Go through the records and give the number of lines that include "Started", with nothing else.

> _RECORDS_
........
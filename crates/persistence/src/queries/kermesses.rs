// Copyright (C) 2026 Fred Clausen
// Use of this source code is governed by an MIT-style
// license that can be found in the LICENSE file or at
// https://opensource.org/licenses/MIT.

use diesel::SqliteConnection;
use diesel::prelude::*;
use kermesse_domain::{Kermesse, LifecycleStatus, User, UserRole};
use tracing::debug;

use crate::data_models::{KermesseRow, UserRow, convert_all};
use crate::diesel_schema::{kermesses, kermesses_stands, kermesses_users, stands, users};
use crate::error::PersistenceError;
use crate::filters::{ActorScope, KermesseFilter};

/// Retrieves a kermesse by ID.
///
/// # Errors
///
/// Returns an error if the database query fails.
/// Returns `Ok(None)` if the kermesse is not found.
pub fn get_kermesse(
    conn: &mut SqliteConnection,
    kermesse_id: i64,
) -> Result<Option<Kermesse>, PersistenceError> {
    debug!(kermesse_id, "Looking up kermesse");

    kermesses::table
        .find(kermesse_id)
        .select(KermesseRow::as_select())
        .first(conn)
        .optional()?
        .map(Kermesse::try_from)
        .transpose()
}

/// Lists kermesses visible under `filter`.
///
/// # Errors
///
/// Returns an error if the database query fails.
pub fn list_kermesses(
    conn: &mut SqliteConnection,
    filter: &KermesseFilter,
) -> Result<Vec<Kermesse>, PersistenceError> {
    let mut query = kermesses::table.into_boxed();

    match filter.scope {
        ActorScope::All => {}
        ActorScope::Organizer(organizer_id) => {
            query = query.filter(kermesses::organizer_id.eq(organizer_id));
        }
        ActorScope::StandHolder(holder_id) => {
            let holder_stands = stands::table
                .filter(stands::holder_id.eq(holder_id))
                .select(stands::stand_id);
            query = query.filter(
                kermesses::kermesse_id.eq_any(
                    kermesses_stands::table
                        .filter(kermesses_stands::stand_id.eq_any(holder_stands))
                        .select(kermesses_stands::kermesse_id),
                ),
            );
        }
        ActorScope::Student(user_id) => {
            query = query.filter(
                kermesses::kermesse_id.eq_any(
                    kermesses_users::table
                        .filter(kermesses_users::user_id.eq(user_id))
                        .select(kermesses_users::kermesse_id),
                ),
            );
        }
        ActorScope::Parent(parent_id) => {
            let children = users::table
                .filter(users::parent_id.eq(Some(parent_id)))
                .select(users::user_id);
            query = query.filter(
                kermesses::kermesse_id.eq_any(
                    kermesses_users::table
                        .filter(
                            kermesses_users::user_id
                                .eq(parent_id)
                                .or(kermesses_users::user_id.eq_any(children)),
                        )
                        .select(kermesses_users::kermesse_id),
                ),
            );
        }
    }

    let rows: Vec<KermesseRow> = query
        .order(kermesses::kermesse_id.asc())
        .select(KermesseRow::as_select())
        .load(conn)?;

    convert_all(rows)
}

/// Returns true if the user is linked to the kermesse.
///
/// # Errors
///
/// Returns an error if the database query fails.
pub fn is_user_linked(
    conn: &mut SqliteConnection,
    kermesse_id: i64,
    user_id: i64,
) -> Result<bool, PersistenceError> {
    Ok(diesel::select(diesel::dsl::exists(
        kermesses_users::table
            .filter(kermesses_users::kermesse_id.eq(kermesse_id))
            .filter(kermesses_users::user_id.eq(user_id)),
    ))
    .get_result(conn)?)
}

/// Lists every kermesse the stand is linked to, running or not.
///
/// # Errors
///
/// Returns an error if the database query fails.
pub fn kermesses_for_stand(
    conn: &mut SqliteConnection,
    stand_id: i64,
) -> Result<Vec<Kermesse>, PersistenceError> {
    let rows: Vec<KermesseRow> = kermesses::table
        .filter(
            kermesses::kermesse_id.eq_any(
                kermesses_stands::table
                    .filter(kermesses_stands::stand_id.eq(stand_id))
                    .select(kermesses_stands::kermesse_id),
            ),
        )
        .order(kermesses::kermesse_id.asc())
        .select(KermesseRow::as_select())
        .load(conn)?;

    convert_all(rows)
}

/// Returns the running kermesse the stand is linked to, if any.
///
/// A stand is linked to at most one running kermesse at a time.
///
/// # Errors
///
/// Returns an error if the database query fails.
pub fn running_kermesse_for_stand(
    conn: &mut SqliteConnection,
    stand_id: i64,
) -> Result<Option<Kermesse>, PersistenceError> {
    Ok(kermesses_for_stand(conn, stand_id)?
        .into_iter()
        .find(|k| k.status == LifecycleStatus::Started))
}

/// Lists students not yet linked to the kermesse.
///
/// # Errors
///
/// Returns an error if the database query fails.
pub fn users_for_invitation(
    conn: &mut SqliteConnection,
    kermesse_id: i64,
) -> Result<Vec<User>, PersistenceError> {
    let linked = kermesses_users::table
        .filter(kermesses_users::kermesse_id.eq(kermesse_id))
        .select(kermesses_users::user_id);

    users::table
        .filter(users::role.eq(UserRole::Student.as_str()))
        .filter(diesel::dsl::not(users::user_id.eq_any(linked)))
        .order(users::user_id.asc())
        .select(UserRow::as_select())
        .load(conn)?
        .into_iter()
        .map(UserRow::into_user)
        .collect()
}
// Copyright (C) 2026 Fred Clausen
// Use of this source code is governed by an MIT-style
// license that can be found in the LICENSE file or at
// https://opensource.org/licenses/MIT.

use diesel::SqliteConnection;
use diesel::prelude::*;
use kermesse_domain::{LifecycleStatus, Stand};
use tracing::debug;

use crate::data_models::{StandRow, convert_all};
use crate::diesel_schema::{kermesses, kermesses_stands, stands};
use crate::error::PersistenceError;
use crate::filters::StandFilter;

/// Retrieves a stand by ID.
///
/// # Errors
///
/// Returns an error if the database query fails.
/// Returns `Ok(None)` if the stand is not found.
pub fn get_stand(
    conn: &mut SqliteConnection,
    stand_id: i64,
) -> Result<Option<Stand>, PersistenceError> {
    debug!(stand_id, "Looking up stand");

    stands::table
        .find(stand_id)
        .select(StandRow::as_select())
        .first(conn)
        .optional()?
        .map(Stand::try_from)
        .transpose()
}

/// Retrieves the stand owned by a stand holder.
///
/// # Errors
///
/// Returns an error if the database query fails.
pub fn get_stand_by_holder(
    conn: &mut SqliteConnection,
    holder_id: i64,
) -> Result<Option<Stand>, PersistenceError> {
    stands::table
        .filter(stands::holder_id.eq(holder_id))
        .select(StandRow::as_select())
        .first(conn)
        .optional()?
        .map(Stand::try_from)
        .transpose()
}

/// Lists stands matching `filter`.
///
/// # Errors
///
/// Returns an error if the database query fails.
pub fn list_stands(
    conn: &mut SqliteConnection,
    filter: &StandFilter,
) -> Result<Vec<Stand>, PersistenceError> {
    let mut query = stands::table.into_boxed();

    if let Some(kermesse_id) = filter.kermesse_id {
        query = query.filter(
            stands::stand_id.eq_any(
                kermesses_stands::table
                    .filter(kermesses_stands::kermesse_id.eq(kermesse_id))
                    .select(kermesses_stands::stand_id),
            ),
        );
    }

    if filter.ready_only {
        let running = kermesses::table
            .filter(kermesses::status.eq(LifecycleStatus::Started.as_str()))
            .select(kermesses::kermesse_id);
        query = query.filter(diesel::dsl::not(
            stands::stand_id.eq_any(
                kermesses_stands::table
                    .filter(kermesses_stands::kermesse_id.eq_any(running))
                    .select(kermesses_stands::stand_id),
            ),
        ));
    }

    let rows: Vec<StandRow> = query
        .order(stands::stand_id.asc())
        .select(StandRow::as_select())
        .load(conn)?;

    convert_all(rows)
}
........
> _OUTPUT OF THE EXERCISE_
2